Saved entries
# # #
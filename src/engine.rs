//! Transport engine.
//!
//! One thread owns the playback state and the backend; everything else
//! talks to it over channels and reads the position through a lock-free
//! snapshot. Substreams for seeks are prepared off-thread and handed back
//! over a second channel, so a slow synthesis never wedges the command
//! loop, and a result prepared for an abandoned target is recognized by
//! its stale generation and dropped.

use std::sync::Arc;
use std::time::Instant;

use arc_swap::ArcSwap;
use crossbeam::channel::{Receiver, Sender};
use parking_lot::Mutex;
use tracing::{debug, warn};

use crate::backend::PlaybackBackend;
use crate::clock::{self, PlaybackClock, PositionSnapshot, SEEK_EPSILON, TransportState};
use crate::error::EngineError;
use crate::gap::{GapReport, GapSettings, enforce_min_gaps};
use crate::seek::substream_from;
use crate::timeline::Timeline;
use crate::timing::TempoMap;

#[derive(Debug, Clone)]
pub enum TransportCommand {
    /// Replace the loaded timeline, stopping playback first. With gap
    /// settings given, the minimum-gap pass runs over the incoming stream.
    Load {
        timeline: Timeline,
        gap: Option<GapSettings>,
    },
    /// Start playing at the given time.
    Play { from_seconds: f64 },
    Pause,
    /// Rebuild playback at the paused position.
    Resume,
    /// Move to the given time, keeping the running/paused distinction.
    Seek { seconds: f64 },
    Stop,
    Shutdown,
}

#[derive(Debug, Clone, PartialEq)]
pub enum TransportUpdate {
    Loaded {
        duration_seconds: f64,
        gap: Option<GapReport>,
    },
    Started {
        from_seconds: f64,
    },
    Paused {
        at_seconds: f64,
    },
    Stopped,
    /// A play or seek target lay past the last event, so the transport
    /// stopped instead of playing.
    ReachedEnd,
    Error {
        message: String,
    },
}

pub struct TransportHandle {
    pub command_tx: Sender<TransportCommand>,
    pub update_rx: Receiver<TransportUpdate>,
    position: PositionReader,
}

impl TransportHandle {
    pub fn position(&self) -> PositionReader {
        self.position.clone()
    }
}

/// Lock-free reader of the transport position. Clone one per thread that
/// wants to display or poll the position.
#[derive(Clone)]
pub struct PositionReader {
    snapshot: Arc<ArcSwap<PositionSnapshot>>,
}

impl PositionReader {
    /// Current position in seconds: pure arithmetic over the last
    /// published snapshot, safe to call at any rate from any thread.
    pub fn current_position(&self) -> f64 {
        self.snapshot.load().position()
    }
}

pub fn spawn_transport(backend: Arc<Mutex<dyn PlaybackBackend>>) -> TransportHandle {
    let (command_tx, command_rx) = crossbeam::channel::unbounded();
    let (update_tx, update_rx) = crossbeam::channel::unbounded();
    let snapshot = Arc::new(ArcSwap::from_pointee(PositionSnapshot::idle()));
    let position = PositionReader {
        snapshot: Arc::clone(&snapshot),
    };

    std::thread::spawn(move || {
        transport_thread(command_rx, update_tx, backend, snapshot);
    });

    TransportHandle {
        command_tx,
        update_rx,
        position,
    }
}

struct LoadedTimeline {
    timeline: Arc<Timeline>,
    map: Arc<TempoMap>,
}

/// Result of an off-thread substream synthesis, tagged with the clock
/// generation it was prepared for.
struct SeekOutcome {
    generation: u64,
    target_seconds: f64,
    result: Result<Option<Timeline>, EngineError>,
}

struct EngineState {
    backend: Arc<Mutex<dyn PlaybackBackend>>,
    snapshot: Arc<ArcSwap<PositionSnapshot>>,
    update_tx: Sender<TransportUpdate>,
    seek_tx: Sender<SeekOutcome>,
    loaded: Option<LoadedTimeline>,
    clock: PlaybackClock,
    /// A synthesis worker is out; playback starts when it reports back
    /// with a matching generation.
    pending_play: bool,
}

fn transport_thread(
    command_rx: Receiver<TransportCommand>,
    update_tx: Sender<TransportUpdate>,
    backend: Arc<Mutex<dyn PlaybackBackend>>,
    snapshot: Arc<ArcSwap<PositionSnapshot>>,
) {
    let (seek_tx, seek_rx) = crossbeam::channel::unbounded();
    let mut state = EngineState {
        backend,
        snapshot,
        update_tx,
        seek_tx,
        loaded: None,
        clock: PlaybackClock::new(),
        pending_play: false,
    };

    loop {
        crossbeam::select! {
            recv(command_rx) -> msg => match msg {
                Ok(TransportCommand::Load { timeline, gap }) => {
                    let result = load(&mut state, timeline, gap);
                    report(&state, result);
                }
                Ok(TransportCommand::Play { from_seconds }) => {
                    let result = request_playback(&mut state, from_seconds);
                    report(&state, result);
                }
                Ok(TransportCommand::Pause) => {
                    let result = pause(&mut state);
                    report(&state, result);
                }
                Ok(TransportCommand::Resume) => {
                    let result = resume(&mut state);
                    report(&state, result);
                }
                Ok(TransportCommand::Seek { seconds }) => {
                    let result = seek(&mut state, seconds);
                    report(&state, result);
                }
                Ok(TransportCommand::Stop) => {
                    halt(&mut state);
                    let _ = state.update_tx.send(TransportUpdate::Stopped);
                }
                Ok(TransportCommand::Shutdown) | Err(crossbeam::channel::RecvError) => break,
            },
            recv(seek_rx) -> msg => {
                if let Ok(outcome) = msg {
                    finish_seek(&mut state, outcome);
                }
            }
        }
    }

    halt(&mut state);
}

fn report(state: &EngineState, result: Result<(), EngineError>) {
    if let Err(e) = result {
        warn!("transport command failed: {}", e);
        let _ = state.update_tx.send(TransportUpdate::Error {
            message: e.to_string(),
        });
    }
}

fn publish(state: &EngineState) {
    state.snapshot.store(Arc::new(state.clock.snapshot()));
}

fn silence(state: &EngineState) {
    let mut backend = state.backend.lock();
    backend.all_notes_off();
    backend.stop();
}

/// Silence the backend and put the clock back to stopped at zero.
fn halt(state: &mut EngineState) {
    state.pending_play = false;
    silence(state);
    state.clock.stop();
    publish(state);
}

fn load(
    state: &mut EngineState,
    timeline: Timeline,
    gap: Option<GapSettings>,
) -> Result<(), EngineError> {
    halt(state);
    let (timeline, gap_report) = match gap {
        Some(settings) => {
            let (respaced, report) = enforce_min_gaps(&timeline, settings)?;
            (respaced, Some(report))
        }
        None => (timeline, None),
    };
    let map = TempoMap::from_timeline(&timeline);
    let duration_seconds = timeline.duration_seconds(&map)?;
    debug!(
        "loaded timeline: {} events, {:.3}s",
        timeline.event_count(),
        duration_seconds
    );
    state.loaded = Some(LoadedTimeline {
        timeline: Arc::new(timeline),
        map: Arc::new(map),
    });
    let _ = state.update_tx.send(TransportUpdate::Loaded {
        duration_seconds,
        gap: gap_report,
    });
    Ok(())
}

/// Common path behind play, resume, and seek-while-running: interrupt any
/// current playback, move the clock to the target, then either start the
/// original stream (targets at the top) or send a worker off to derive
/// the substream.
fn request_playback(state: &mut EngineState, target_seconds: f64) -> Result<(), EngineError> {
    clock::check_seconds(target_seconds)?;
    let (timeline, map) = match &state.loaded {
        Some(loaded) => (Arc::clone(&loaded.timeline), Arc::clone(&loaded.map)),
        None => return Err(EngineError::NothingLoaded),
    };

    let now = Instant::now();
    if state.clock.state() == TransportState::Playing {
        state.clock.pause_at(now)?;
        silence(state);
    }
    state.pending_play = false;
    // Park paused at the target so position reads show it before the
    // stream starts, and so a pause or resume in the window is legal.
    state.clock.hold_at(target_seconds)?;
    publish(state);

    if target_seconds.abs() < SEEK_EPSILON {
        // The original stream already starts at the top; no synthesis.
        return begin_stream(state, (*timeline).clone(), target_seconds);
    }

    let generation = state.clock.generation();
    let seek_tx = state.seek_tx.clone();
    state.pending_play = true;
    std::thread::spawn(move || {
        let result = substream_from(&timeline, &map, target_seconds);
        let _ = seek_tx.send(SeekOutcome {
            generation,
            target_seconds,
            result,
        });
    });
    debug!(
        "seek to {:.3}s queued, generation {}",
        target_seconds, generation
    );
    Ok(())
}

fn begin_stream(
    state: &mut EngineState,
    stream: Timeline,
    at_seconds: f64,
) -> Result<(), EngineError> {
    state
        .backend
        .lock()
        .play_from_start(stream)
        .map_err(|message| EngineError::Backend { message })?;
    state.clock.play_at(at_seconds, Instant::now())?;
    publish(state);
    let _ = state.update_tx.send(TransportUpdate::Started {
        from_seconds: at_seconds,
    });
    Ok(())
}

fn finish_seek(state: &mut EngineState, outcome: SeekOutcome) {
    if outcome.generation != state.clock.generation() {
        debug!(
            "discarding superseded seek to {:.3}s",
            outcome.target_seconds
        );
        return;
    }
    state.pending_play = false;
    match outcome.result {
        Ok(Some(stream)) => {
            let result = begin_stream(state, stream, outcome.target_seconds);
            if result.is_err() {
                halt(state);
                let _ = state.update_tx.send(TransportUpdate::Stopped);
            }
            report(state, result);
        }
        Ok(None) => {
            // Past the last event: stopping is the answer, not an error.
            debug!("nothing to play at {:.3}s", outcome.target_seconds);
            halt(state);
            let _ = state.update_tx.send(TransportUpdate::ReachedEnd);
            let _ = state.update_tx.send(TransportUpdate::Stopped);
        }
        Err(e) => {
            halt(state);
            let _ = state.update_tx.send(TransportUpdate::Stopped);
            report(state, Err(e));
        }
    }
}

fn pause(state: &mut EngineState) -> Result<(), EngineError> {
    let now = Instant::now();
    let at_seconds = if state.pending_play {
        // Playback was still being prepared; cancel the completion and
        // hold the target.
        state.pending_play = false;
        let held = state.clock.position_at(now);
        state.clock.seek_at(held, now)?;
        held
    } else {
        let frozen = state.clock.pause_at(now)?;
        silence(state);
        frozen
    };
    publish(state);
    debug!("paused at {:.3}s", at_seconds);
    let _ = state.update_tx.send(TransportUpdate::Paused { at_seconds });
    Ok(())
}

fn resume(state: &mut EngineState) -> Result<(), EngineError> {
    if state.clock.state() != TransportState::Paused {
        return Err(EngineError::InvalidState {
            op: "resume",
            state: state.clock.state(),
        });
    }
    let target = state.clock.position_at(Instant::now());
    debug!("resume rebuilds playback at {:.3}s", target);
    request_playback(state, target)
}

fn seek(state: &mut EngineState, seconds: f64) -> Result<(), EngineError> {
    if state.clock.state() == TransportState::Playing || state.pending_play {
        return request_playback(state, seconds);
    }
    if state.loaded.is_none() {
        return Err(EngineError::NothingLoaded);
    }
    state.clock.seek_at(seconds, Instant::now())?;
    publish(state);
    if state.clock.state() == TransportState::Paused {
        let _ = state.update_tx.send(TransportUpdate::Paused {
            at_seconds: seconds,
        });
    }
    Ok(())
}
# # #
## Your assignment
Your task is to quote the lines above, beginning with the first and ending with the one that holds "and handed back".

## Answer box
filename src/engine.rs
//! Transport engine.
//!
//! One thread owns the playback state and the backend; everything else
//! talks to it over channels and reads the position through a lock-free
//! snapshot. Substreams for seeks are prepared off-thread and handed back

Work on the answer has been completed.